■ **Prompt**: Copy exactly the lines of the material below that run from the one containing "use merlin2_globals::Result;" through the one containing "first stage summer.". Copy no other lines.
(Beginning of Data for analysis)
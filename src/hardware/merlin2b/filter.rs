use super::{Merlin2b, TAPS_PER_FILTER};
use crate::interface::{GpioPin, SpiPort};
use merlin2_globals::Result;
use merlin2_wire::tap::TapWord;

const REG_CTRL: u16 = 0x0;
const REG_TAPS: u16 = 0x4;

/// One physical FIR filter bank of 12 complex taps.
pub struct Filter<'a, Spi, Gpio> {
    ic: &'a mut Merlin2b<Spi, Gpio>,
    base: u16,
}

impl<'a, Spi: SpiPort, Gpio: GpioPin> Filter<'a, Spi, Gpio> {
    pub(crate) fn new(ic: &'a mut Merlin2b<Spi, Gpio>, base: u16) -> Self {
        Self { ic, base }
    }

    pub fn set_enable(&mut self, enable: bool) -> Result<()> {
        self.ic
            .write_field(self.base + REG_CTRL, enable as u32, 0, 0x1)
    }

    pub fn enable(&mut self) -> Result<bool> {
        Ok(self.ic.read_field(self.base + REG_CTRL, 0, 0x1)? != 0)
    }

    /// First stage summer enable. The register bit is active low.
    pub fn set_summer_enable(&mut self, enable: bool) -> Result<()> {
        self.ic
            .write_field(self.base + REG_CTRL, (!enable) as u32, 1, 0x2)
    }

    pub fn summer_enable(&mut self) -> Result<bool> {
        Ok(self.ic.read_field(self.base + REG_CTRL, 1, 0x2)? == 0)
    }

    /// Routes tap 1 around the first stage summer.
    pub fn set_tap_bypass(&mut self, bypass: bool) -> Result<()> {
        let word = if bypass { 0x7 } else { 0x0 };
        self.ic.write_field(self.base + REG_CTRL, word, 2, 0x1C)
    }

    pub fn tap_bypass(&mut self) -> Result<bool> {
        Ok(self.ic.read_field(self.base + REG_CTRL, 2, 0x1C)? != 0)
    }

    /// Writes all 12 tap registers in one bus frame.
    pub fn set_weights(&mut self, taps: &[TapWord; TAPS_PER_FILTER]) -> Result<()> {
        let words: Vec<u32> = taps.iter().map(TapWord::pack).collect();
        self.ic.write_words(self.base + REG_TAPS, &words)
    }

    pub fn get_weights(&mut self) -> Result<[TapWord; TAPS_PER_FILTER]> {
        let words = self
            .ic
            .read_words(self.base + REG_TAPS, TAPS_PER_FILTER)?;
        let mut taps = [TapWord::ZERO; TAPS_PER_FILTER];
        for (tap, word) in taps.iter_mut().zip(words) {
            *tap = TapWord::unpack(word);
        }
        Ok(taps)
    }
}
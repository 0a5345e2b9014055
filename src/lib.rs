//! Rust native driver for Merlin2 self-interference canceller boards.
//!
//! A Merlin2 board carries a Merlin2b canceller IC (two delay lines, four
//! FIR filter banks with programmable complex tap weights) and two LTC55xx
//! I/Q demodulators used as downmixers. All devices sit on SPI chip
//! selects of a host bridge, with two extra GPIO lines for the canceller's
//! RESETN and APLS (weight latch) pins.
//!
//! ## Usage overview
//!
//! The crate is transport agnostic: implement [`interface::SpiPort`] and
//! [`interface::GpioPin`] for whatever bridge drives the board, then hand
//! the ports to [`board::merlin2::Merlin2`] or to the individual chip
//! drivers in [`hardware`].
//!
//! A typical bring-up is `setup()` (reset, probe, bandgap and path
//! configuration), followed by repeated `set_weights()` / `apply()` cycles
//! while an adaptation loop converges. Written weights only take effect on
//! `apply()`, which pulses the APLS latch pin.
//!
//! Datasheets for the downconverters are available at the following
//! resources:
//! ### LTC5594
//! [LTC5594 Product Page](https://www.analog.com/en/products/ltc5594.html)
//! ### LTC5586
//! [LTC5586 Product Page](https://www.analog.com/en/products/ltc5586.html)
//!
//! The canceller IC itself has no public datasheet; the register layout
//! encoded in [`hardware::merlin2b`] is the reference.

pub mod board;
pub mod hardware;
pub mod interface;

pub use merlin2_globals::range::Range;
pub use merlin2_globals::weights::{Complex64, Weights};
pub use merlin2_globals::{Bandwidth, Error, IqOffset, Result};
(End of Data for analysis)
■ **Expected output**:
use merlin2_globals::Result;
use merlin2_wire::tap::TapWord;

const REG_CTRL: u16 = 0x0;
const REG_TAPS: u16 = 0x4;

/// One physical FIR filter bank of 12 complex taps.
pub struct Filter<'a, Spi, Gpio> {
    ic: &'a mut Merlin2b<Spi, Gpio>,
    base: u16,
}

impl<'a, Spi: SpiPort, Gpio: GpioPin> Filter<'a, Spi, Gpio> {
    pub(crate) fn new(ic: &'a mut Merlin2b<Spi, Gpio>, base: u16) -> Self {
        Self { ic, base }
    }

    pub fn set_enable(&mut self, enable: bool) -> Result<()> {
        self.ic
            .write_field(self.base + REG_CTRL, enable as u32, 0, 0x1)
    }

    pub fn enable(&mut self) -> Result<bool> {
        Ok(self.ic.read_field(self.base + REG_CTRL, 0, 0x1)? != 0)
    }

    /// First stage summer enable. The register bit is active low.
    pub fn set_summer_enable(&mut self, enable: bool) -> Result<()> {
        self.ic
            .write_field(self.base + REG_CTRL, (!enable) as u32, 1, 0x2)
    }

    pub fn summer_enable(&mut self) -> Result<bool> {
        Ok(self.ic.read_field(self.base + REG_CTRL, 1, 0x2)? == 0)
    }

    /// Routes tap 1 around the first stage summer.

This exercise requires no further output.